Friday, January 26, 2018
The act of volunteering—helping your neighbors without recompense—offers more than just a helping hand, it benefits you and those you help in different ways. And there are many ways in which you can volunteer—whether related to your career via professional user group or something completely unrelated.
No matter your choice, one of the most surprising aspects of volunteering is how much you get back for the time and effort that you put in. Many people are truly surprised by how the rewards of volunteering change their lives. For a little time and effort, you can really make an impact on someone. In fact, people who volunteer often find themselves faced with opportunities they never thought possible before.
Having a Positive Effect
From selling products to providing services, what many people do in their “day job” provides something of value to the public. However, for many people, the simple act of showing up and providing good work is not enough; even in those instances when their work genuinely helps others. This is where volunteering comes in.
When you look at your community, there are many opportunities to help. For those in our industry, local Fuel chapters are a great place to start. Providing leadership for a special interest group like Fuel is one way to assist others while helping with your own line of work.
There are volunteering opportunities that provide real-world experiences, which ultimately benefit your employment directly or indirectly—and that pays real dividends. While your volunteering should focus on those in your community, the side benefits will have a positive effect on your career if you go about it the right way. This is one of the main missions of Fuel: having a positive effect.
A Focus on Four
Accomplishment: It’s satisfying to spend a few hours helping others. Feeling accomplished and knowing you made a difference boosts your own morale, in addition to the help you provided others. This can improve your outlook, knowing your assistance is lifting up those around you.
Leadership: Taking on leadership roles in volunteering provides the next step for your own employment. One of the difficulties many people have in advancing their career is the lack of leadership opportunities that provide the relevant experience needed to climb the ladder. By volunteering in leadership positions, you gain valuable experience leading others, directing a project or completing work, this pays off when seeking higher employment in managerial positions. Volunteering for a Fuel board position is an excellent example.
Networking: Volunteering provides you the ability to meet those who may help you in your career. Depending on the type of service you provide, it’s possible to interact with those who may provide new job opportunities or career advancement that was not possible if you hadn’t volunteered your services. This type of networking is possible when you join or work for organizations that are within your industry, even if the volunteering itself is unrelated.
Networking and information sharing, combined with assuming leadership roles, can come in handy when applying for a job in a higher position. Those with whom you network have seen you in action and understand you have the capacity to take on more responsibilities in your employment, thanks to your volunteering efforts.

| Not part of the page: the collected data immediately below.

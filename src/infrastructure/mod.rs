pub mod document_service;
pub mod record_store;

pub use document_service::{DocumentService, ExternalDocumentTools, SpliceDirective};
pub use record_store::{MySqlRecordStore, RecordStore};
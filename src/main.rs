use anyhow::Result;
use clap::Parser;

use renumber_issue::{logger, App, Cli, Config};

#[tokio::main]
async fn main() -> Result<()> {
    let cli = Cli::parse();

    // 加载配置
    let config = Config::load(cli.config.as_deref())?;

    // 初始化日志
    logger::init(cli.verbose || config.verbose_logging);

    let params = cli.batch_params()?;
    let credentials = cli.credentials(&config);

    // 初始化并运行应用
    let stats = App::initialize(config, params, &credentials).await?.run().await?;
    if stats.total > 0 && stats.completed == 0 {
        tracing::warn!("没有论文完成全部阶段");
    }

    Ok(())
}
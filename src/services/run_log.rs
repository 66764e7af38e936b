//! 运行日志写入服务 - 业务能力层
//!
//! 只负责"写运行日志文件"能力，不关心流程

use std::fs::{self, OpenOptions};
use std::io::Write;
use std::path::PathBuf;

use anyhow::Result;
use tracing::debug;

/// 运行日志
///
/// 职责：
/// - 运行开始时写入带时间戳的表头
/// - 每篇没有完整完成的论文追加一行
/// - 不关心流程顺序
pub struct RunLog {
    log_file_path: PathBuf,
}

impl RunLog {
    pub fn new(path: impl Into<PathBuf>) -> Self {
        Self {
            log_file_path: path.into(),
        }
    }

    pub fn path(&self) -> &PathBuf {
        &self.log_file_path
    }

    /// 初始化日志文件（覆盖旧文件）
    pub fn init(&self, volume: u32, issue: u32) -> Result<()> {
        let header = format!(
            "{}\n论文重新编号日志 - {} (Volume {}, Issue {})\n{}\n\n",
            "=".repeat(60),
            chrono::Local::now().format("%Y-%m-%d %H:%M:%S"),
            volume,
            issue,
            "=".repeat(60)
        );
        fs::write(&self.log_file_path, header)?;
        Ok(())
    }

    /// 追加一行记录
    ///
    /// # 参数
    /// - `file_name`: 论文文件名
    /// - `id`: 数据库 ID（未查到时为空）
    /// - `outcome`: 结果（跳过 / 失败阶段 / 元数据缺失）
    /// - `detail`: 详细原因
    pub fn append(&self, file_name: &str, id: &str, outcome: &str, detail: &str) -> Result<()> {
        debug!("写入运行日志: {} | {} | {}", file_name, id, outcome);

        let mut file = OpenOptions::new()
            .create(true)
            .append(true)
            .open(&self.log_file_path)?;

        writeln!(file, "{} | {} | {} | {}", file_name, id, outcome, detail)?;
        Ok(())
    }
}

#[cfg(test)]
mod tests {
    use super::*;

    #[test]
    fn test_init_then_append() {
        let dir = tempfile::tempdir().unwrap();
        let log = RunLog::new(dir.path().join("log.txt"));

        log.init(45, 1).unwrap();
        log.append("EB-V44-I1-P7-24-A7.pdf", "", "跳过", "未找到 ID").unwrap();

        let content = fs::read_to_string(log.path()).unwrap();
        assert!(content.contains("Volume 45, Issue 1"));
        assert!(content.ends_with("EB-V44-I1-P7-24-A7.pdf |  | 跳过 | 未找到 ID\n"));
    }
}
//! 论文处理流程 - 流程层
//!
//! 核心职责：定义"一篇论文"的完整重新编号流程
//!
//! 流程顺序：
//! 0. 按文件名查 ID（查不到则跳过）
//! 1. 更新数据库字段
//! 2. 文件改名
//! 3. 更新 RDF 元数据
//! 4. 重新生成标题页并拼接到论文开头
//!
//! 任何阶段失败都只结束当前论文，已完成的阶段不回滚。

use std::path::{Path, PathBuf};

use tokio::fs;
use tracing::{error, info, warn};

use crate::config::Config;
use crate::error::{StageError, StageFailure, StageResult};
use crate::infrastructure::{DocumentService, RecordStore, SpliceDirective};
use crate::models::{FilenameTags, PageRange, PaperDocument, PublicationRecord, RecordField};
use crate::services::{
    apply_updates, FilenameCodec, MetadataKey, MetadataRecord, MetadataReport, Sequencer,
    TitleRewriter,
};
use crate::workflow::paper_ctx::PaperCtx;
use crate::workflow::stage::{DocumentState, Stage};

/// 单篇论文的处理结果
#[derive(Debug, Clone, Copy, PartialEq, Eq)]
pub enum ProcessResult {
    /// 数据库中查不到 ID，跳过
    Skipped,
    /// 已进入状态机，附带终态
    Processed(DocumentState),
}

/// 单篇论文的处理报告
#[derive(Debug)]
pub struct DocumentReport {
    pub file_name: String,
    pub id: Option<String>,
    pub result: ProcessResult,
    /// 本篇页数（推进序号时使用）
    pub page_count: u32,
    pub metadata: Option<MetadataReport>,
    pub failure: Option<StageFailure>,
}

impl DocumentReport {
    fn skipped(file_name: &str) -> Self {
        Self {
            file_name: file_name.to_string(),
            id: None,
            result: ProcessResult::Skipped,
            page_count: 0,
            metadata: None,
            failure: None,
        }
    }

    /// S1、S2、S3 都成功时才推进序号
    pub fn qualifies_for_advance(&self) -> bool {
        match self.result {
            ProcessResult::Processed(state) => state.qualifies_for_advance(),
            ProcessResult::Skipped => false,
        }
    }
}

/// 一篇论文的新值，在 S1 之前一次算好，后面各阶段共用
#[derive(Debug, Clone)]
struct RenumberPlan {
    id: String,
    acronym: String,
    paper_number: u32,
    range: Option<PageRange>,
    citation: String,
    new_file_name: String,
    published_path: String,
    file_url: String,
}

/// 论文处理流程
///
/// - 编排单篇论文的四个阶段
/// - 不持有任何资源（数据库 / 外部程序）
/// - 不修改序号状态，只读取
pub struct StageFlow {
    config: Config,
    codec: FilenameCodec,
    title_rewriter: TitleRewriter,
    title_pages_to_remove: u32,
}

impl StageFlow {
    pub fn new(config: &Config, title_pages_to_remove: u32) -> Self {
        Self {
            config: config.clone(),
            codec: FilenameCodec::new(),
            title_rewriter: TitleRewriter::new(),
            title_pages_to_remove,
        }
    }

    pub async fn run(
        &self,
        store: &dyn RecordStore,
        tools: &dyn DocumentService,
        doc: &PaperDocument,
        sequencer: &Sequencer,
        ctx: &PaperCtx,
    ) -> DocumentReport {
        // ========== S0: 查询 ID ==========
        let record = match store.find_by_filename(&doc.file_name).await {
            Ok(Some(record)) => record,
            Ok(None) => {
                warn!("[论文 {}] ⚠️ 数据库中未找到 ID，跳过", ctx.paper_index);
                return DocumentReport::skipped(&doc.file_name);
            }
            Err(e) => {
                error!("[论文 {}] ❌ 查询 ID 失败: {}", ctx.paper_index, e);
                let mut report = DocumentReport::skipped(&doc.file_name);
                report.result = ProcessResult::Processed(DocumentState::Failed(Stage::Lookup));
                report.failure = Some(StageFailure {
                    stage: Stage::Lookup,
                    error: e.into(),
                });
                return report;
            }
        };
        info!("[论文 {}] 找到 ID: {}", ctx.paper_index, record.id);

        let mut report = DocumentReport {
            file_name: doc.file_name.clone(),
            id: Some(record.id.clone()),
            result: ProcessResult::Processed(DocumentState::Init),
            page_count: record.number_of_pages.unwrap_or(0),
            metadata: None,
            failure: None,
        };

        // 页码算不出来时数据库还没动过，记为 S1 失败
        let plan = match self.plan(doc, &record, sequencer, ctx) {
            Ok(plan) => plan,
            Err(e) => {
                error!("[论文 {}] ❌ {} 失败: {}", ctx.paper_index, Stage::RecordUpdate, e);
                report.result =
                    ProcessResult::Processed(DocumentState::Failed(Stage::RecordUpdate));
                report.failure = Some(StageFailure {
                    stage: Stage::RecordUpdate,
                    error: e,
                });
                return report;
            }
        };
        self.log_plan(ctx.paper_index, &plan);

        // ========== S1 -> S4 ==========
        let mut state = DocumentState::Init;
        while let Some(stage) = state.next_stage() {
            let outcome = match stage {
                Stage::RecordUpdate => self.update_record(store, &plan, ctx).await,
                Stage::Rename => self.rename(doc, &plan, ctx).await,
                Stage::MetadataUpdate => self
                    .update_metadata(&record, &plan, ctx)
                    .await
                    .map(|metadata| report.metadata = Some(metadata)),
                Stage::TitlePage => self.regenerate_title_page(tools, doc, &plan, ctx).await,
                Stage::Lookup => Ok(()),
            };

            state = match outcome {
                Ok(()) => {
                    info!("[论文 {}] ✓ {} 完成", ctx.paper_index, stage);
                    DocumentState::after(stage)
                }
                Err(e) => {
                    error!("[论文 {}] ❌ {} 失败: {}", ctx.paper_index, stage, e);
                    report.failure = Some(StageFailure { stage, error: e });
                    DocumentState::Failed(stage)
                }
            };
        }

        report.result = ProcessResult::Processed(state);
        report
    }

    fn plan(
        &self,
        doc: &PaperDocument,
        record: &PublicationRecord,
        sequencer: &Sequencer,
        ctx: &PaperCtx,
    ) -> StageResult<RenumberPlan> {
        let paper_number = sequencer.next_paper_number();
        let range = match record.number_of_pages {
            Some(count) => sequencer.next_range(count)?,
            None => None,
        };

        // 原文件名带 -P 标签时才写入序号
        let paper_tag = doc.has_paper_tag().then_some(paper_number);
        let tags = FilenameTags::new(ctx.target.volume, ctx.target.issue, paper_tag);
        let new_file_name = self.codec.render(&doc.file_name, &tags);

        let acronym = record.acronym().to_string();
        Ok(RenumberPlan {
            id: record.id.clone(),
            paper_number,
            range,
            citation: ctx.target.citation(range),
            published_path: self
                .config
                .published_path(&acronym, &ctx.target, &new_file_name),
            file_url: self.config.file_url(&acronym, &ctx.target, &new_file_name),
            new_file_name,
            acronym,
        })
    }

    /// S1: 更新数据库字段（非事务，失败时已写入的字段不回滚）
    async fn update_record(
        &self,
        store: &dyn RecordStore,
        plan: &RenumberPlan,
        ctx: &PaperCtx,
    ) -> StageResult<()> {
        let timestamp = ctx.timestamp();
        let mut writes = vec![
            (RecordField::VolumeNumber, ctx.target.volume_number_code()),
            (RecordField::NumIssue, ctx.target.issue.to_string()),
            (RecordField::TotalPaper, plan.paper_number.to_string()),
            (RecordField::CitationString, plan.citation.clone()),
        ];
        if let Some(range) = plan.range {
            writes.push((RecordField::TotalNumPages, range.last.to_string()));
        }
        writes.push((RecordField::PublishedPdfFile, plan.published_path.clone()));
        writes.push((RecordField::PublishDate, timestamp.clone()));
        writes.push((RecordField::StatusDate, timestamp));

        for (field, value) in writes {
            store.update_field(&plan.id, field, &value).await?;
            info!("[论文 {}] {} = {}", ctx.paper_index, field, value);
        }
        Ok(())
    }

    /// S2: 文件改名，文件名不符合格式时保持不变
    async fn rename(&self, doc: &PaperDocument, plan: &RenumberPlan, ctx: &PaperCtx) -> StageResult<()> {
        if plan.new_file_name == doc.file_name {
            info!(
                "[论文 {}] 文件名无需修改: {}",
                ctx.paper_index, doc.file_name
            );
            return Ok(());
        }

        let target = doc.path.with_file_name(&plan.new_file_name);
        if fs::try_exists(&target).await.unwrap_or(false) {
            return Err(StageError::TargetExists(target));
        }

        fs::rename(&doc.path, &target)
            .await
            .map_err(|e| StageError::io(&doc.path, e))?;
        info!(
            "[论文 {}] 文件改名: {} -> {}",
            ctx.paper_index, doc.file_name, plan.new_file_name
        );
        Ok(())
    }

    /// S3: 更新 RDF 元数据，缺少的键只记录
    async fn update_metadata(
        &self,
        record: &PublicationRecord,
        plan: &RenumberPlan,
        ctx: &PaperCtx,
    ) -> StageResult<MetadataReport> {
        let dir = self
            .config
            .metadata_dir(&plan.acronym)
            .ok_or_else(|| StageError::UnknownPublication(plan.acronym.clone()))?;
        let rdf_path = dir.join(format!("{}.rdf", plan.id));

        let content = fs::read_to_string(&rdf_path)
            .await
            .map_err(|e| StageError::io(&rdf_path, e))?;
        let mut metadata = MetadataRecord::parse(&content);

        let non_empty = |value: &Option<String>| value.clone().filter(|v| !v.trim().is_empty());
        let updates = [
            (MetadataKey::Title, non_empty(&record.title)),
            (MetadataKey::Abstract, non_empty(&record.abstract_text)),
            (MetadataKey::CreationDate, Some(ctx.creation_date())),
            (MetadataKey::FileUrl, Some(plan.file_url.clone())),
            (MetadataKey::Pages, plan.range.map(|r| r.to_string())),
            (MetadataKey::Year, Some(ctx.target.year().to_string())),
            (MetadataKey::Volume, Some(ctx.target.volume.to_string())),
            (MetadataKey::Issue, Some(ctx.target.issue.to_string())),
        ];
        let report = apply_updates(&mut metadata, &updates);

        for key in &report.missing {
            warn!("[论文 {}] ⚠️ RDF 中没有 {} 行", ctx.paper_index, key);
        }
        for key in &report.no_value {
            warn!("[论文 {}] ⚠️ {} 没有可写入的值", ctx.paper_index, key);
        }

        if !report.updated.is_empty() {
            write_replacing(&rdf_path, metadata.render().as_bytes()).await?;
        }
        Ok(report)
    }

    /// S4: 改写标题页 HTML，转成 PDF，替换论文开头的旧标题页
    async fn regenerate_title_page(
        &self,
        tools: &dyn DocumentService,
        doc: &PaperDocument,
        plan: &RenumberPlan,
        ctx: &PaperCtx,
    ) -> StageResult<()> {
        let title_dir = self
            .config
            .title_dir(&plan.acronym)
            .ok_or_else(|| StageError::UnknownPublication(plan.acronym.clone()))?;
        let html_path = title_dir.join(format!("{}Pub.html", plan.id));
        let title_pdf_path = title_dir.join(format!("{}Pub.pdf", plan.id));

        let html = fs::read_to_string(&html_path)
            .await
            .map_err(|e| StageError::io(&html_path, e))?;
        let html = self.title_rewriter.rewrite(&html, &ctx.target, plan.range);
        write_replacing(&html_path, html.as_bytes()).await?;

        let title_pdf = tools.convert(&html).await?;
        write_replacing(&title_pdf_path, &title_pdf).await?;
        info!("[论文 {}] 标题页已更新: {}", ctx.paper_index, title_pdf_path.display());

        let paper_path = doc.path.with_file_name(&plan.new_file_name);
        let paper = fs::read(&paper_path)
            .await
            .map_err(|e| StageError::io(&paper_path, e))?;

        let backup_dir = title_dir.join(format!("GeneralPDF{}", plan.acronym));
        fs::create_dir_all(&backup_dir)
            .await
            .map_err(|e| StageError::io(&backup_dir, e))?;
        let backup_path = backup_dir.join(format!("{}finalPaper_ScriptFix.pdf", plan.id));
        fs::write(&backup_path, &paper)
            .await
            .map_err(|e| StageError::io(&backup_path, e))?;

        let trimmed = tools
            .splice(&paper, &SpliceDirective::RemoveLeadingPages(self.title_pages_to_remove))
            .await?;
        let spliced = tools
            .splice(&trimmed, &SpliceDirective::Prepend(title_pdf))
            .await?;
        write_replacing(&paper_path, &spliced).await?;

        Ok(())
    }

    fn log_plan(&self, paper_index: usize, plan: &RenumberPlan) {
        info!("[论文 {}] 序号: {}", paper_index, plan.paper_number);
        match plan.range {
            Some(range) => info!("[论文 {}] 页码: {}", paper_index, range),
            None => warn!("[论文 {}] ⚠️ 页数未知，引用中不含页码", paper_index),
        }
        info!("[论文 {}] 引用: {}", paper_index, plan.citation);
    }
}

/// 先写临时文件再改名替换
async fn write_replacing(path: &Path, contents: &[u8]) -> StageResult<()> {
    let mut temp_name = path.as_os_str().to_owned();
    temp_name.push(".tmp");
    let temp_path = PathBuf::from(temp_name);

    fs::write(&temp_path, contents)
        .await
        .map_err(|e| StageError::io(&temp_path, e))?;
    fs::rename(&temp_path, path)
        .await
        .map_err(|e| StageError::io(path, e))
}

Sharing: For many, volunteering provides its own rewards in helping others, but you also get to hear others’ issues, questions and concerns and provide advice when needed. This form of sharing offers substantial opportunities to create a positive impression while providing assistance to others. Plus, you get to benefit as well by having your questions, issues, or concerns addressed.
How Volunteering Benefits You
Volunteering is a collaborative act that solves problems, yet the benefits go beyond the immediate needs of the community. As you grow in your profession, you should continue to volunteer so you can learn, grow, and expand on the opportunities it provides. It’s little wonder that some of the most successful people are those who spend a few hours a week volunteering in their community or with projects that may benefit others across the world.
Whether through Fuel or another volunteer opportunity, take advantage of endeavors that make an impact on others and advance your own career. You may not realize the benefits immediately, but over time as you take on leadership roles, create networks within your industry and share knowledge with others, the power of volunteering will come out.
Gary Ramah is a member of the Fuel Board of Directors. He volunteers because of a desire to understand the Fuel community better and about how boards function.